According to CNN analysis of Canada Soccer financial accounts, the federation spent more than double on men’s national soccer teams ($11 million) in 2021 than on women’s teams ($5.1 million).
And in 2022, when the men’s team qualified for the World Cup for the first time since 1986 and was eliminated in the group stages, Canada Soccer spent even more – $19.5 million on men’s national teams of all ages. The women’s national team qualified for the World Cup too, but their teams only got $14 million.
Canada Soccer said that it has proposed a landmark equal pay agreement that would see the women’s team become the second-highest paid national team, but an agreement has yet to be reached. CNN has reached out to Canada Soccer for comment but has not received a response at the time of publication.
For all the practical barriers to gender equality in soccer, it is “sexist attitudes” and “shifting the attitudinal barriers that’s the toughest,” former executive director of Women’s Soccer Australia Heather Reid told CNN Sport.
Such attitudes are deeply entrenched. Until relatively recently, women were not even able to play soccer in several countries around the world.
It was “quite unsuitable for females,” an English Football Association (FA) minute book said in 1921, and the organization banned women from playing at its clubs until 1971. The French Football Federation only recognized women’s soccer in 1970, and the Royal Belgium Football Association a year later.
Even today, most decision-makers in soccer continue to be men – UEFA’s executive committee has 20 members, 19 of whom are men, while FIFA’s Council has 37 members, 30 of whom are men.

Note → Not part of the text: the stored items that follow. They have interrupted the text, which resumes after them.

//! Simulated time.
//!
//! Time only moves when the dispatcher pops an event. Nothing in this module
//! observes the wall clock.

use crate::error::{EngineError, EngineResult};
use serde::{Deserialize, Serialize};
use std::cmp::Ordering;
use std::fmt;
use std::hash::{Hash, Hasher};

/// A point in simulated time, in seconds.
///
/// Always finite and non-negative, which makes the ordering total and lets
/// `SimTime` key a `BTreeMap`.
#[derive(Debug, Clone, Copy, Serialize, Deserialize)]
#[serde(into = "f64", try_from = "f64")]
pub struct SimTime(f64);

impl SimTime {
    /// The start of every run.
    pub const ZERO: SimTime = SimTime(0.0);

    /// Create a time from seconds. Returns `None` for negative, NaN or
    /// infinite values.
    pub fn new(secs: f64) -> Option<Self> {
        if secs.is_finite() && secs >= 0.0 {
            // -0.0 + 0.0 == +0.0
            Some(SimTime(secs + 0.0))
        } else {
            None
        }
    }

    /// Raw seconds.
    #[inline]
    pub fn as_secs(self) -> f64 {
        self.0
    }

    /// The time `delta` seconds after `self`.
    ///
    /// Returns `None` if the result would not be a valid time. A negative
    /// `delta` that stays above zero is allowed here; the event queue is the
    /// one that rejects scheduling into the past.
    pub fn offset(self, delta: f64) -> Option<Self> {
        SimTime::new(self.0 + delta)
    }

    /// Seconds elapsed since `earlier`, or `None` if `earlier` is later.
    pub fn duration_since(self, earlier: SimTime) -> Option<f64> {
        (self >= earlier).then(|| self.0 - earlier.0)
    }
}

impl PartialEq for SimTime {
    fn eq(&self, other: &Self) -> bool {
        self.cmp(other) == Ordering::Equal
    }
}

impl Eq for SimTime {}

impl Ord for SimTime {
    fn cmp(&self, other: &Self) -> Ordering {
        self.0.total_cmp(&other.0)
    }
}

impl PartialOrd for SimTime {
    fn partial_cmp(&self, other: &Self) -> Option<Ordering> {
        Some(self.cmp(other))
    }
}

impl Hash for SimTime {
    fn hash<H: Hasher>(&self, state: &mut H) {
        self.0.to_bits().hash(state);
    }
}

impl From<SimTime> for f64 {
    fn from(time: SimTime) -> f64 {
        time.0
    }
}

impl TryFrom<f64> for SimTime {
    type Error = String;

    fn try_from(secs: f64) -> Result<Self, Self::Error> {
        SimTime::new(secs).ok_or_else(|| format!("invalid simulated time: {secs}"))
    }
}

impl fmt::Display for SimTime {
    fn fmt(&self, f: &mut fmt::Formatter<'_>) -> fmt::Result {
        write!(f, "T={:.3}", self.0)
    }
}

/// The simulated clock of a single run.
///
/// Equal to the time of the most recently dispatched event, or zero before
/// the first dispatch. Never moves backwards.
#[derive(Debug, Clone, Default, PartialEq, Eq)]
pub struct Clock {
    now: SimTime,
}

impl Default for SimTime {
    fn default() -> Self {
        SimTime::ZERO
    }
}

impl Clock {
    /// A clock at time zero.
    pub fn new() -> Self {
        Self::default()
    }

    /// Current simulated time.
    #[inline]
    pub fn now(&self) -> SimTime {
        self.now
    }

    /// Move the clock to `time`.
    ///
    /// Fails with [`EngineError::ClockRegression`] if `time` is earlier than
    /// the current time.
    pub fn advance_to(&mut self, time: SimTime) -> EngineResult<()> {
        if time < self.now {
            return Err(EngineError::ClockRegression {
                now: self.now,
                event_time: time,
            });
        }
        self.now = time;
        Ok(())
    }

    /// Back to time zero.
    pub fn reset(&mut self) {
        self.now = SimTime::ZERO;
    }
}

#[cfg(test)]
mod tests {
    use super::*;

    fn t(secs: f64) -> SimTime {
        SimTime::new(secs).unwrap()
    }

    #[test]
    fn test_rejects_invalid_values() {
        assert!(SimTime::new(-1.0).is_none());
        assert!(SimTime::new(f64::NAN).is_none());
        assert!(SimTime::new(f64::INFINITY).is_none());
        assert_eq!(SimTime::new(0.0), Some(SimTime::ZERO));
    }

    #[test]
    fn test_negative_zero_is_zero() {
        let neg = SimTime::new(-0.0).unwrap();
        assert_eq!(neg, SimTime::ZERO);
        assert_eq!(neg.as_secs().to_bits(), 0.0f64.to_bits());
    }

    #[test]
    fn test_ordering() {
        assert!(t(1.5) < t(2.0));
        assert!(t(2.0) > t(0.0));
        assert_eq!(t(3.25), t(3.25));
    }

    #[test]
    fn test_offset() {
        assert_eq!(t(2.0).offset(0.5), Some(t(2.5)));
        assert_eq!(t(2.0).offset(-1.0), Some(t(1.0)));
        assert!(t(2.0).offset(-3.0).is_none());
        assert!(t(2.0).offset(f64::NAN).is_none());
    }

    #[test]
    fn test_duration_since() {
        assert_eq!(t(5.0).duration_since(t(2.0)), Some(3.0));
        assert_eq!(t(2.0).duration_since(t(5.0)), None);
    }

    #[test]
    fn test_display() {
        assert_eq!(t(10.0).to_string(), "T=10.000");
    }

    #[test]
    fn test_clock_advances() {
        let mut clock = Clock::new();
        assert_eq!(clock.now(), SimTime::ZERO);
        clock.advance_to(t(4.0)).unwrap();
        clock.advance_to(t(4.0)).unwrap();
        assert_eq!(clock.now(), t(4.0));
    }

    #[test]
    fn test_clock_regression_is_an_error() {
        let mut clock = Clock::new();
        clock.advance_to(t(4.0)).unwrap();
        let err = clock.advance_to(t(3.0)).unwrap_err();
        assert_eq!(
            err,
            EngineError::ClockRegression {
                now: t(4.0),
                event_time: t(3.0),
            }
        );
        assert_eq!(clock.now(), t(4.0));
    }

    #[test]
    fn test_clock_reset() {
        let mut clock = Clock::new();
        clock.advance_to(t(9.0)).unwrap();
        clock.reset();
        assert_eq!(clock.now(), SimTime::ZERO);
    }
}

All but one of those women sitting on those decision-making bodies fill quota seats, specifically reserved for women.
And nearly three quarters (74%) of head coaches across all women’s soccer leagues are still male, with no women at all in top positions in Germany, Iceland, the Netherlands and Norway, according to the 2022 FIFA Benchmarking Report.
“I think it’s a mindset. It’s tradition,” Riley said. “The women’s game is still new.”
‘Our duty to make the sport better’
The recent history of women’s soccer is intertwined with its fight for equal pay and treatment.
Days before the start of the World Cup, England’s Lionesses announced they would put on hold discussions with their federation over performance-related bonuses until the end of the tournament.
Earlier in July, the English Football Association said it will not be paying bonuses to the players for their World Cup performance, on top of the individual prize money pledged by FIFA.
“We are disappointed that a resolution has still not been achieved,” the players said in a statement.
Four years ago, chants of “equal play, equal pay” echoed around the stadium as the USWNT lifted the World Cup trophy.
“I think you need to see [the increase in prize money at this World Cup] in the context of probably a decade of actions that happened domestically, obviously in the United States, but … in all kinds of countries, players have made these pushes with their unions as a collective to increase the standards in their country,” FIFPRO’s Baer-Hoffmann told CNN’s Amanda Davies.
USWNT players reached an equal pay deal with US Soccer in May 2022, after six years of legal wrangling, dating back to a claim of wage discrimination filed in 2016 by five of the team’s stars – Carli Lloyd, Rapinoe, Morgan, Hope Solo and Becky Sauerbrunn – and a gender discrimination lawsuit that the whole team filed in 2019.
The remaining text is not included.